Pero la vida del guitarrista ha ido mas allá de su presencia en la formación que rivalizó con Oasis a mediados de los noventa, y es que Coxon ha publicado hasta ocho discos de estudio (algunos mientras estaba con Blur) y varios discos instrumentales y la banda sonora de la serie "The End of the F*ing World", sin contar con su proyecto vanguardista The Weave con quien fue su pareja Rose Dougal. Una trayectoria que ha pasado bastante desapercibida pero que contiene maravillas ocultas como "Hapiness In Magazines" (2004) y "Love Travels At Ilegal Speed" (2006), cargados de furia punk. Entre medio, en 2011, tuvo tiempo para componer y grabar las canciones que conforman este "Castle Park", en donde decidió aparcar las guitarras aguerridas que han dominado a lo largo de su carrera en solitario, y que a pesar de ser un paquete sensacional nunca hasta la fecha los había desempolvado para ofrecerlo al público.

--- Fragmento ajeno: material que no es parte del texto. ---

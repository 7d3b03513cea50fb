//! Scheduler configuration with TOML support
//!
//! Options mirror what a media pipeline passes on the command line, with
//! environment variable override and validation.

use serde::{Deserialize, Serialize};
use std::path::{Path, PathBuf};
use tracing::warn;

use crate::utils::error::{FrameflowError, Result};

/// Inclusive bounds for the request pool size
pub const NIREQ_RANGE: (usize, usize) = (1, 128);

/// Inclusive bounds for frames per inference dispatch
pub const BATCH_SIZE_RANGE: (usize, usize) = (1, 1024);

/// Options controlling how a model is opened and scheduled
#[derive(Debug, Clone, Serialize, Deserialize)]
#[serde(default)]
pub struct InferenceOptions {
    /// Target execution device
    pub device: String,

    /// Batched asynchronous execution; false falls back to one-frame
    /// synchronous execution with no request pool
    #[serde(rename = "async")]
    pub async_exec: bool,

    /// Size of the inference request pool
    pub nireq: usize,

    /// Frames per inference dispatch
    pub batch_size: usize,

    /// Model file consumed by the runtime
    pub model_path: PathBuf,

    /// Input tensor name
    pub input_name: String,

    /// Output tensor name
    pub output_name: String,
}

impl Default for InferenceOptions {
    fn default() -> Self {
        Self {
            device: "CPU".to_string(),
            async_exec: true,
            nireq: 8,
            batch_size: 4,
            model_path: PathBuf::new(),
            input_name: String::new(),
            output_name: String::new(),
        }
    }
}

impl InferenceOptions {
    pub fn with_device(mut self, device: impl Into<String>) -> Self {
        self.device = device.into();
        self
    }

    pub fn with_async(mut self, async_exec: bool) -> Self {
        self.async_exec = async_exec;
        self
    }

    pub fn with_nireq(mut self, nireq: usize) -> Self {
        self.nireq = nireq;
        self
    }

    pub fn with_batch_size(mut self, batch_size: usize) -> Self {
        self.batch_size = batch_size;
        self
    }

    pub fn with_model_path(mut self, path: impl AsRef<Path>) -> Self {
        self.model_path = path.as_ref().to_path_buf();
        self
    }

    pub fn with_input_name(mut self, name: impl Into<String>) -> Self {
        self.input_name = name.into();
        self
    }

    pub fn with_output_name(mut self, name: impl Into<String>) -> Self {
        self.output_name = name.into();
        self
    }

    /// Load options from a TOML file
    pub fn from_file(path: impl AsRef<Path>) -> Result<Self> {
        let contents = std::fs::read_to_string(path.as_ref())?;
        toml::from_str(&contents)
            .map_err(|e| FrameflowError::Config(format!("failed to parse options: {}", e)))
    }

    /// Apply `FRAMEFLOW_*` environment variable overrides
    pub fn apply_env_overrides(&mut self) {
        if let Ok(device) = std::env::var("FRAMEFLOW_DEVICE") {
            self.device = device;
        }
        if let Ok(v) = std::env::var("FRAMEFLOW_ASYNC") {
            self.async_exec = v != "0" && !v.eq_ignore_ascii_case("false");
        }
        if let Ok(v) = std::env::var("FRAMEFLOW_NIREQ") {
            match v.parse() {
                Ok(n) => self.nireq = n,
                Err(_) => warn!("ignoring unparseable FRAMEFLOW_NIREQ={}", v),
            }
        }
        if let Ok(v) = std::env::var("FRAMEFLOW_BATCH_SIZE") {
            match v.parse() {
                Ok(n) => self.batch_size = n,
                Err(_) => warn!("ignoring unparseable FRAMEFLOW_BATCH_SIZE={}", v),
            }
        }
        if let Ok(path) = std::env::var("FRAMEFLOW_MODEL") {
            self.model_path = PathBuf::from(path);
        }
        if let Ok(name) = std::env::var("FRAMEFLOW_INPUT") {
            self.input_name = name;
        }
        if let Ok(name) = std::env::var("FRAMEFLOW_OUTPUT") {
            self.output_name = name;
        }
    }

    /// Validate option ranges and required fields
    pub fn validate(&self) -> Result<()> {
        if self.model_path.as_os_str().is_empty() {
            return Err(FrameflowError::Config("model path is not set".to_string()));
        }
        if self.input_name.is_empty() {
            return Err(FrameflowError::Config(
                "input name of the model is not set".to_string(),
            ));
        }
        if self.output_name.is_empty() {
            return Err(FrameflowError::Config(
                "output name of the model is not set".to_string(),
            ));
        }
        if self.nireq < NIREQ_RANGE.0 || self.nireq > NIREQ_RANGE.1 {
            return Err(FrameflowError::Config(format!(
                "nireq {} outside [{}, {}]",
                self.nireq, NIREQ_RANGE.0, NIREQ_RANGE.1
            )));
        }
        if self.batch_size < BATCH_SIZE_RANGE.0 || self.batch_size > BATCH_SIZE_RANGE.1 {
            return Err(FrameflowError::Config(format!(
                "batch_size {} outside [{}, {}]",
                self.batch_size, BATCH_SIZE_RANGE.0, BATCH_SIZE_RANGE.1
            )));
        }
        Ok(())
    }
}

Afortunadamente este año ha llegado la hora y podemos gozar de un trabajo de pop británico atemporal en el que aflora su desbordante sensibilidad melódica y se empareja con recientes gemas del pop británico de autor como "lechyd Da" (2024) de Billy-Ryder Jones - por cierto, Graham ha colaborado recientemente con el ex The Coral - o "The Fantasy Life Of Poetry & Crime" (2022) de Peter Doherthy . El viaje arranca con aromas a The Jam en "Billy Says" para cambiar radicalmente de tercio en "Alright", un corte luminoso que nos recuerda a los maestros del pop británico Pete Dello y Ray Davies. La nostalgia sesentera aparece con la versión de "When You Find Out" de las leyendas del power pop The Nerves, aunque la dirige mas bien hacia el beat clásico de The Hollies, Herman’s Hermits o The Searchers. Para "Isn't It Funny" nos envuelve de una atmósfera misteriosa que recuerda a The Coral (otra coincidencia con los de Liverpool). El ecuador del álbum lo marca "There's a Little House", una delicia que recupera los ritmos juguetones de "Coffee & TV" junto a una memorable voz femenina y un solo de guitarra marca de la casa.

La segunda mitad del álbum se abre con la calma acústica de "Easy", una pieza que demuestra la enorme capacidad de Coxon para las baladas y los medios tiempos. Sin abandonar la guitarra acústica, "Dripping Soul" se adentra en terrenos más oscuros con ritmos propios de Scott Walker (o The Last Shadow Puppets, que es lo mismo) pero también con guitarras medio flamencas. Tras ella, la dulzura sixtie de "Forget Today", una balada con baterías destensadas, arreglos de viento y un Hammond de fondo. Para el tramo final el barroquismo y el folk de orfebrería en la instrumental "Mélodie pour Christine" y la íntima "All The Rage" que parece haber sido escrita expresamente para ser cantada en falsete por el mismísimo Damon Albarn.

Sin desmerecer los trabajos anteriores del portador de las gafas más célebres del britpop, me atrevería a afirmar que "Castle Park" es el álbum más brillante de su discografía en solitario. Además, marca el punto de partida por donde debería discurrir su carrera en el futuro: quizás ha llegado la hora de rebajar la rabia y la electricidad para explotar al máximo sus capacidades melódicas. No os lo perdáis.